▶ What is expected
From the data that follows, print exactly the lines starting at the one containing "filename hal/up5k-hal-soc/src/lib.rs" and ending at the one containing "serial (control/status, data)"; include both of them and nothing more.

Data for the task: Begin

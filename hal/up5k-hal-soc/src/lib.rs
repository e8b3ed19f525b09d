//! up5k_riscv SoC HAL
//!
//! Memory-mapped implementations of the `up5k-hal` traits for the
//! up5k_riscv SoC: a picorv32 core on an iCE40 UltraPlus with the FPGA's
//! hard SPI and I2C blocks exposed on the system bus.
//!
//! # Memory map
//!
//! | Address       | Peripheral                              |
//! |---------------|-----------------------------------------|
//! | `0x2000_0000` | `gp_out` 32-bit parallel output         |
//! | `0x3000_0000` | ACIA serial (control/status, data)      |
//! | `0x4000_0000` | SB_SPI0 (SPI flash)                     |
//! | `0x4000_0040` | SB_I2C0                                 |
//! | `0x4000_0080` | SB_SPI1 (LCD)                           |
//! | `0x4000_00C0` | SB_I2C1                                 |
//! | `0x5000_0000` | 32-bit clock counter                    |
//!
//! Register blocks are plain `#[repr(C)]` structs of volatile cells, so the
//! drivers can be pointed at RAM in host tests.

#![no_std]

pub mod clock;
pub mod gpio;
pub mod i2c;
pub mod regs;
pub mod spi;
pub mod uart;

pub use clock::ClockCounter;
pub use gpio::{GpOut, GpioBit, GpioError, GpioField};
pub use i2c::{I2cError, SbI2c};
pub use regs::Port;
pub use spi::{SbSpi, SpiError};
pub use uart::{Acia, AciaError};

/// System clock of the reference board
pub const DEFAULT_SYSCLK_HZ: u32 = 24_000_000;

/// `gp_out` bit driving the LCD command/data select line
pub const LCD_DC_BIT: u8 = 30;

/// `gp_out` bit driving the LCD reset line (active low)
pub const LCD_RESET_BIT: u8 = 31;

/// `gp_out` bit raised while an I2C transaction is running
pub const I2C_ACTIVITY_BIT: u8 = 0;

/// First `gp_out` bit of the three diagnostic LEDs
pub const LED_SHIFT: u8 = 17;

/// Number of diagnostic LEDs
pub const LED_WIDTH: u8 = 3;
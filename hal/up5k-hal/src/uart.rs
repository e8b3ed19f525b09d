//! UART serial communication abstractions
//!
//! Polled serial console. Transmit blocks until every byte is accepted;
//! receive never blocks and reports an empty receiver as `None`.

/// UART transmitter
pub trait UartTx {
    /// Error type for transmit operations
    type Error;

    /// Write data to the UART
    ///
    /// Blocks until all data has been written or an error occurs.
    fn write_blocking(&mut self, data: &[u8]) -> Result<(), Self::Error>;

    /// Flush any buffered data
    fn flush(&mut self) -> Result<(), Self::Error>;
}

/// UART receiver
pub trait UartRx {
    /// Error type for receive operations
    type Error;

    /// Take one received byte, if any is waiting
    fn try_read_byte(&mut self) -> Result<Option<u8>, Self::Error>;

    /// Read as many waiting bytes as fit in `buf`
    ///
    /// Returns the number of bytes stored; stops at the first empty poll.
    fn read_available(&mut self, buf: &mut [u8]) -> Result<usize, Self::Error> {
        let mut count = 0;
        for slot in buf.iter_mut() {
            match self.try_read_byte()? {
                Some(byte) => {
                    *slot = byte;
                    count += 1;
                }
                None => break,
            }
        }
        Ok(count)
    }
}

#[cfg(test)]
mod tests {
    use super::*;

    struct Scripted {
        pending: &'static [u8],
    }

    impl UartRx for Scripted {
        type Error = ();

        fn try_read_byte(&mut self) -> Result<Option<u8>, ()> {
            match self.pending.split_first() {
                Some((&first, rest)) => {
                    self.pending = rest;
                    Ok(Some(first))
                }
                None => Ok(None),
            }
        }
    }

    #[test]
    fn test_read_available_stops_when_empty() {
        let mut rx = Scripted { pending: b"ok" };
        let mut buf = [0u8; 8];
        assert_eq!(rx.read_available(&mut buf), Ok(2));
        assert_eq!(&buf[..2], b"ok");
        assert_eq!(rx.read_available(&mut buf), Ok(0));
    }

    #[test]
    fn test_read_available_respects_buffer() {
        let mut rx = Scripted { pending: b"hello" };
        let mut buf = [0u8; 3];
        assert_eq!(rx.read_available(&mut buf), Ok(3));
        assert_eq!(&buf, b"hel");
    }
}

Data for the task: End
Data for the task: Begin

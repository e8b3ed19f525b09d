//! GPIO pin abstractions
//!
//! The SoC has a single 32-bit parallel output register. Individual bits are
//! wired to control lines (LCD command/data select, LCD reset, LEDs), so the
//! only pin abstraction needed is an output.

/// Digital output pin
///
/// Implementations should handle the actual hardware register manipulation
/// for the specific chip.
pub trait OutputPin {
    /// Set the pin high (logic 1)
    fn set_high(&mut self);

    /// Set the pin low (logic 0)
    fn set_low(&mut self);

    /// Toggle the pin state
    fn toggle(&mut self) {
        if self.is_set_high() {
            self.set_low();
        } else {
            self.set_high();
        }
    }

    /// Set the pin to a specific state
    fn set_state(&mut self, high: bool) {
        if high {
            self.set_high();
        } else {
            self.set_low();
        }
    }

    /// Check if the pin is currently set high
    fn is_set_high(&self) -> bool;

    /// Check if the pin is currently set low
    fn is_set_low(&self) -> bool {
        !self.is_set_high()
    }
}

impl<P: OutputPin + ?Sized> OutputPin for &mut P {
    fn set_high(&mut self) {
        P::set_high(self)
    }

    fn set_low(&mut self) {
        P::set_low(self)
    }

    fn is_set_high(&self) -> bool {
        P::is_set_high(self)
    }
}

Data for the task: End
Data for the task: Begin

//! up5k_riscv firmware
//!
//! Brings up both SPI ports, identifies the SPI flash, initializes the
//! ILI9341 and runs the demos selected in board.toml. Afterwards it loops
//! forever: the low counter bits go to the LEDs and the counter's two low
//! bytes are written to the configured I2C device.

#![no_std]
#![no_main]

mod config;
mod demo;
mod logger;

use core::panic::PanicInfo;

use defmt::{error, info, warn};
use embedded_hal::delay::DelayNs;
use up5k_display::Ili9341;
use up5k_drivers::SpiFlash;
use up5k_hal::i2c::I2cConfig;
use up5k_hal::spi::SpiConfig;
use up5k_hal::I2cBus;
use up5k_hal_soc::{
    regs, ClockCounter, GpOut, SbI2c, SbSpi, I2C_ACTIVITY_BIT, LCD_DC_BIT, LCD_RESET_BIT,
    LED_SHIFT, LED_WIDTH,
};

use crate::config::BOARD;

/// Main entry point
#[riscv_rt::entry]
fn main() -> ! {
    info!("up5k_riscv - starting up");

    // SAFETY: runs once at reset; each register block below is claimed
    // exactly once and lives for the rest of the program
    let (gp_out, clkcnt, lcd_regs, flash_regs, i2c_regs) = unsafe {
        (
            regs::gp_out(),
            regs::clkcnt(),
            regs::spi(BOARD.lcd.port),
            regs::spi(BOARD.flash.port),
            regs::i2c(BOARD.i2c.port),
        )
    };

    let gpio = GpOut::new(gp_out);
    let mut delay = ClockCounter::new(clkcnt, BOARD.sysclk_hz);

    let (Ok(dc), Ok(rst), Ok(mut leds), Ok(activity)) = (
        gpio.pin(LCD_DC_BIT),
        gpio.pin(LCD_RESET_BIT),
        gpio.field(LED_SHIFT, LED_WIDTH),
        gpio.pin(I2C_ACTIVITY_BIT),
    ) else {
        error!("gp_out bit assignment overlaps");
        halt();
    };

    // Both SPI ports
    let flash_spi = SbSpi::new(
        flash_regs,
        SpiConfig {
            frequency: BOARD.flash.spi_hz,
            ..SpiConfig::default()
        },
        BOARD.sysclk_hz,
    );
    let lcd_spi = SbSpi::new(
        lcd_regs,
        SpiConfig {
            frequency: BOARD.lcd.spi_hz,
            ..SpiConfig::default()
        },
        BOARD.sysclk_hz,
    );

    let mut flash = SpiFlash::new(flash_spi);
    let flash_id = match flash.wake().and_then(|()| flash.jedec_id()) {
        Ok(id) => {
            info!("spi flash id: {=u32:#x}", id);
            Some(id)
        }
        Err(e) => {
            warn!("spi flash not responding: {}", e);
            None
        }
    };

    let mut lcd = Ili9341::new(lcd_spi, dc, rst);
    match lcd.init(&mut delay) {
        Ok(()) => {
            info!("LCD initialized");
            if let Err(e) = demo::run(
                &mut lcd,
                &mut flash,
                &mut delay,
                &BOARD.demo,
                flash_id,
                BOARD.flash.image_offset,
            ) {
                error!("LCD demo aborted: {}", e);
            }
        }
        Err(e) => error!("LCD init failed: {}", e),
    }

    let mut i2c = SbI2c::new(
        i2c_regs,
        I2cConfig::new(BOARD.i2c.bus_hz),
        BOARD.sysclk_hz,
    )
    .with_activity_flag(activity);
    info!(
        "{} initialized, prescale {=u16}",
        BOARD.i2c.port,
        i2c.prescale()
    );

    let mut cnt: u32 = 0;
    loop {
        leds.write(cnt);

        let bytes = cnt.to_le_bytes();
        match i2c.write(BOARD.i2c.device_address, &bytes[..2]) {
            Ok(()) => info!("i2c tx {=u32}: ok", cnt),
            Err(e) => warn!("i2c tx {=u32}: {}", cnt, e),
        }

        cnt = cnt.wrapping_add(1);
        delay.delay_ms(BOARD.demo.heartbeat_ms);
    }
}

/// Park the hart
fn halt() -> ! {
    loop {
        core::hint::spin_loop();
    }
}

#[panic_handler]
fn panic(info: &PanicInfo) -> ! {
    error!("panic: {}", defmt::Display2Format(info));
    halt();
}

Data for the task: End

▶ Answer
filename hal/up5k-hal-soc/src/lib.rs
repository e8b3ed19f525b09d
//! up5k_riscv SoC HAL
//!
//! Memory-mapped implementations of the `up5k-hal` traits for the
//! up5k_riscv SoC: a picorv32 core on an iCE40 UltraPlus with the FPGA's
//! hard SPI and I2C blocks exposed on the system bus.
//!
//! # Memory map
//!
//! | Address       | Peripheral                              |
//! |---------------|-----------------------------------------|
//! | `0x2000_0000` | `gp_out` 32-bit parallel output         |
//! | `0x3000_0000` | ACIA serial (control/status, data)      |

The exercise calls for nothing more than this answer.